---------- RAW DATA ----------

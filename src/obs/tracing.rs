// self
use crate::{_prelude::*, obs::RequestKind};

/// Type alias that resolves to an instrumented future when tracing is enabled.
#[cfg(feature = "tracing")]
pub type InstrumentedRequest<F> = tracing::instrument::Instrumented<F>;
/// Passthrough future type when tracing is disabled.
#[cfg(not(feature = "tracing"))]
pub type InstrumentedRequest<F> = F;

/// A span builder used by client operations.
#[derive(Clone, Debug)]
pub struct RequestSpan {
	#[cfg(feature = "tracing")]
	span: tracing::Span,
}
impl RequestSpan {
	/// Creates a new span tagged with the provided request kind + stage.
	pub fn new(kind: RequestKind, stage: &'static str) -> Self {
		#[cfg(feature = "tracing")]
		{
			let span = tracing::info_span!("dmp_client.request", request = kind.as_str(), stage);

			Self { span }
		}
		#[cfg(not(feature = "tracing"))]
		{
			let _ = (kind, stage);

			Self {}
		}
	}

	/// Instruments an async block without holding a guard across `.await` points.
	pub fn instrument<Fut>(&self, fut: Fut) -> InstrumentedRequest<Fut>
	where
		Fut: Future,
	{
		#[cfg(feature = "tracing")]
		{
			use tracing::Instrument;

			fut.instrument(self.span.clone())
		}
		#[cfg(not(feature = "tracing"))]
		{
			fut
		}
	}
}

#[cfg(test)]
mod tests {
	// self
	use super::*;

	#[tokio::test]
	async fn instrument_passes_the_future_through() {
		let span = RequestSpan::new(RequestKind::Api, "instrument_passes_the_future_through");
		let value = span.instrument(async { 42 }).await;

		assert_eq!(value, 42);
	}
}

----------

TASK PROMPT —
Exactly those lines that run from the start of the listing to the line containing "pub type InstrumentedRequest<F> = F;" should be output, and no others.

ANSWER TO THIS PROBLEM —
filename src/obs/tracing.rs
// self
use crate::{_prelude::*, obs::RequestKind};

/// Type alias that resolves to an instrumented future when tracing is enabled.
#[cfg(feature = "tracing")]
pub type InstrumentedRequest<F> = tracing::instrument::Instrumented<F>;
/// Passthrough future type when tracing is disabled.
#[cfg(not(feature = "tracing"))]
pub type InstrumentedRequest<F> = F;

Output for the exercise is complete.